Data categoryRetention period
Customer portal working records (session progress, signer input, and package administration)Duration of the customer relationship; after termination, deleted or returned unless continued storage is required for signed-package evidence, security, compliance, or legal claims
Completed/signed compliance packagesDuration of the service contract plus 10 years
Admin account dataDuration of employment plus 6 months; deleted upon request or account closure
Server logs90 days
Activity logs5 years; logs relating to signed compliance packages are retained for the same duration as the corresponding signed package

Activity and audit logs are retained where necessary to demonstrate compliance, investigate incidents, enforce access controls, or defend legal claims. Access to these logs is restricted, and they are not used for marketing or profiling.

These retention periods represent our data management targets. Automated enforcement of retention limits is planned but not yet fully implemented. Data may be retained beyond the stated periods until automated deletion is deployed; manual deletion is available on request.

7. Your rights (Arts. 15–22 GDPR)

Under GDPR, you have the right to:

  • Access your personal data (Art. 15)
  • Rectify inaccurate data (Art. 16)
  • Erase your data (Art. 17), subject to our retention obligations
  • Restrict processing (Art. 18)
  • Data portability (Art. 20)
  • Object to processing based on legitimate interest (Art. 21)
  • Not to be subject to a decision based solely on automated processing, including profiling that produces legal effects or similarly significantly affects you (Art. 22). See §8 — this portal does not engage in such processing.

To exercise any of these rights, contact privacy@aspace.tech. We will respond within 30 days. If we need additional time (up to 60 additional days for complex requests), we will notify you within the initial 30-day period.

8. Automated decision-making (Art. 13(2)(f))

This portal does not engage in automated decision-making or profiling that produces legal effects or similarly significantly affects individuals.

9. Obligation to provide data (Art. 13(2)(e))

Providing your name, email, and title is necessary to use the compliance portal and complete the e-signature process. If you do not provide this data, we cannot deliver the compliance documentation service. There is no statutory obligation to provide data.

10. Cookies, local storage, and PDF generation

This portal uses:

  • Session cookies: Strictly necessary for authentication (NextAuth session cookie)
  • Local storage: Portal progress is saved in your browser's localStorage to preserve your work between sessions. This data stays on your device and is synced to our servers when you save progress.
  • Puppeteer (server-side): PDF documents are generated server-side using Puppeteer (headless Chromium).
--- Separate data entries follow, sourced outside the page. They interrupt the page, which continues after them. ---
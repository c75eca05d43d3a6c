//! Read-only history queries behind a single trait.
//!
//! Every query shape the miner needs is one method on [`HistoryQuery`].
//! Implementations never fail outright: a query that cannot run yields
//! [`QueryOutput::Failed`], which consumers read as empty text.

use std::collections::HashMap;

use serde::{Deserialize, Serialize};

/// The five query shapes issued against a repository.
#[derive(Debug, Clone, Copy, PartialEq, Eq, Hash, Serialize, Deserialize)]
#[serde(rename_all = "camelCase")]
pub enum QueryKind {
    /// Full log, one `hash|author|email|timestamp|subject` line per commit.
    CommitLog,
    /// Human-readable diff-stat summary of one commit.
    CommitSummary,
    /// Numeric `insertions\tdeletions\tpath` listing of one commit.
    CommitNumstat,
    /// Tracked paths at the current snapshot, one per line.
    TrackedFiles,
    /// History of one path, one `hash|timestamp|author` line per commit.
    FileLog,
}

/// Why a query produced no text.
///
/// # Examples
///
/// ```
/// use gitpace_history::gateway::{QueryFailure, QueryKind};
///
/// let failure = QueryFailure::new(QueryKind::FileLog, Some("src/lib.rs"), "exit status 128");
/// assert_eq!(failure.subject.as_deref(), Some("src/lib.rs"));
/// ```
#[derive(Debug, Clone, PartialEq, Eq, Serialize, Deserialize)]
#[serde(rename_all = "camelCase")]
pub struct QueryFailure {
    /// Which query failed.
    pub kind: QueryKind,
    /// Commit hash or path the query was about, if any.
    pub subject: Option<String>,
    /// Underlying error message.
    pub reason: String,
}

impl QueryFailure {
    pub fn new(kind: QueryKind, subject: Option<&str>, reason: impl Into<String>) -> Self {
        Self {
            kind,
            subject: subject.map(String::from),
            reason: reason.into(),
        }
    }
}

/// Result of one history query.
///
/// `Empty` means the query ran and there was nothing to report; `Failed`
/// means it could not run. Both read as empty text.
///
/// # Examples
///
/// ```
/// use gitpace_history::gateway::{QueryFailure, QueryKind, QueryOutput};
///
/// assert!(matches!(QueryOutput::from_text("  \n"), QueryOutput::Empty));
/// assert_eq!(QueryOutput::from_text("a.rs\n").text(), "a.rs\n");
///
/// let failed = QueryOutput::Failed(QueryFailure::new(QueryKind::CommitLog, None, "boom"));
/// assert_eq!(failed.text(), "");
/// assert!(failed.failure().is_some());
/// ```
#[derive(Debug, Clone, PartialEq, Eq)]
pub enum QueryOutput {
    Text(String),
    Empty,
    Failed(QueryFailure),
}

impl QueryOutput {
    /// Wrap raw output, mapping whitespace-only text to [`QueryOutput::Empty`].
    pub fn from_text(text: impl Into<String>) -> Self {
        let text = text.into();
        if text.trim().is_empty() {
            QueryOutput::Empty
        } else {
            QueryOutput::Text(text)
        }
    }

    /// The text, or `""` for empty and failed queries.
    pub fn text(&self) -> &str {
        match self {
            QueryOutput::Text(text) => text,
            QueryOutput::Empty | QueryOutput::Failed(_) => "",
        }
    }

    pub fn failure(&self) -> Option<&QueryFailure> {
        match self {
            QueryOutput::Failed(failure) => Some(failure),
            _ => None,
        }
    }
}

/// Read access to a repository's history.
///
/// Implementations must be safe to call from several worker threads at once;
/// per-commit and per-file queries are dispatched concurrently.
pub trait HistoryQuery: Send + Sync {
    /// Full commit log, newest first.
    fn commit_log(&self) -> QueryOutput;

    /// Diff-stat summary (`N files changed, ...`) for `hash`.
    fn commit_summary(&self, hash: &str) -> QueryOutput;

    /// Numeric per-file delta listing for `hash`.
    fn commit_numstat(&self, hash: &str) -> QueryOutput;

    /// Paths tracked at HEAD.
    fn tracked_files(&self) -> QueryOutput;

    /// Commits touching `path`, newest first.
    fn file_log(&self, path: &str) -> QueryOutput;
}

/// Serves canned query output, e.g. text captured from an earlier run.
///
/// Queries with no registered output return [`QueryOutput::Empty`].
///
/// # Examples
///
/// ```
/// use gitpace_history::gateway::{HistoryQuery, QueryKind, ReplayGateway};
///
/// let gateway = ReplayGateway::new()
///     .with(QueryKind::CommitLog, None, "abc|alice|a@x.io|1700000000|init\n")
///     .with(QueryKind::CommitSummary, Some("abc"), " 1 file changed, 2 insertions(+)\n");
///
/// assert!(gateway.commit_log().text().starts_with("abc|"));
/// assert!(gateway.commit_numstat("abc").text().is_empty());
/// ```
#[derive(Debug, Clone, Default)]
pub struct ReplayGateway {
    outputs: HashMap<(QueryKind, String), QueryOutput>,
}

impl ReplayGateway {
    pub fn new() -> Self {
        Self::default()
    }

    /// Register the text returned for `kind` about `subject`.
    #[must_use]
    pub fn with(mut self, kind: QueryKind, subject: Option<&str>, text: &str) -> Self {
        self.outputs.insert(
            (kind, subject.unwrap_or_default().to_string()),
            QueryOutput::from_text(text),
        );
        self
    }

    /// Register a failure for `kind` about `subject`.
    #[must_use]
    pub fn failing(mut self, kind: QueryKind, subject: Option<&str>, reason: &str) -> Self {
        self.outputs.insert(
            (kind, subject.unwrap_or_default().to_string()),
            QueryOutput::Failed(QueryFailure::new(kind, subject, reason)),
        );
        self
    }

    fn lookup(&self, kind: QueryKind, subject: &str) -> QueryOutput {
        self.outputs
            .get(&(kind, subject.to_string()))
            .cloned()
            .unwrap_or(QueryOutput::Empty)
    }
}

impl HistoryQuery for ReplayGateway {
    fn commit_log(&self) -> QueryOutput {
        self.lookup(QueryKind::CommitLog, "")
    }

    fn commit_summary(&self, hash: &str) -> QueryOutput {
        self.lookup(QueryKind::CommitSummary, hash)
    }

    fn commit_numstat(&self, hash: &str) -> QueryOutput {
        self.lookup(QueryKind::CommitNumstat, hash)
    }

    fn tracked_files(&self) -> QueryOutput {
        self.lookup(QueryKind::TrackedFiles, "")
    }

    fn file_log(&self, path: &str) -> QueryOutput {
        self.lookup(QueryKind::FileLog, path)
    }
}

#[cfg(test)]
mod tests {
    use super::*;

    #[test]
    fn unregistered_queries_are_empty() {
        let gateway = ReplayGateway::new();
        assert_eq!(gateway.commit_log(), QueryOutput::Empty);
        assert_eq!(gateway.file_log("missing.rs"), QueryOutput::Empty);
    }

    #[test]
    fn failures_carry_subject_and_kind() {
        let gateway = ReplayGateway::new().failing(QueryKind::CommitNumstat, Some("abc"), "gone");
        let output = gateway.commit_numstat("abc");
        let failure = output.failure().unwrap();
        assert_eq!(failure.kind, QueryKind::CommitNumstat);
        assert_eq!(failure.subject.as_deref(), Some("abc"));
        assert_eq!(failure.reason, "gone");
        assert_eq!(output.text(), "");
    }

    #[test]
    fn subjects_are_kept_apart() {
        let gateway = ReplayGateway::new()
            .with(QueryKind::FileLog, Some("a.rs"), "h1|1|alice\n")
            .with(QueryKind::FileLog, Some("b.rs"), "h2|2|bob\n");
        assert!(gateway.file_log("a.rs").text().contains("alice"));
        assert!(gateway.file_log("b.rs").text().contains("bob"));
    }

    #[test]
    fn failure_serializes_camel_case() {
        let failure = QueryFailure::new(QueryKind::TrackedFiles, None, "no HEAD");
        let json = serde_json::to_value(&failure).unwrap();
        assert_eq!(json["kind"], "trackedFiles");
        assert!(json["subject"].is_null());
    }
}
This processing occurs entirely on our servers; no additional data is collected from your browser for this purpose.

No analytics cookies, tracking pixels, or third-party advertising technologies are used.

11. Supervisory authority

You have the right to lodge a complaint with the Swedish Data Protection Authority:

Integritetsskyddsmyndigheten (IMY)
www.imy.se
Box 8114, 104 20 Stockholm

12. Changes to this policy

We may update this Privacy Policy to reflect changes in our processing activities or legal requirements. Material changes will be communicated through the portal interface. The "Last updated" date at the top indicates the most recent revision.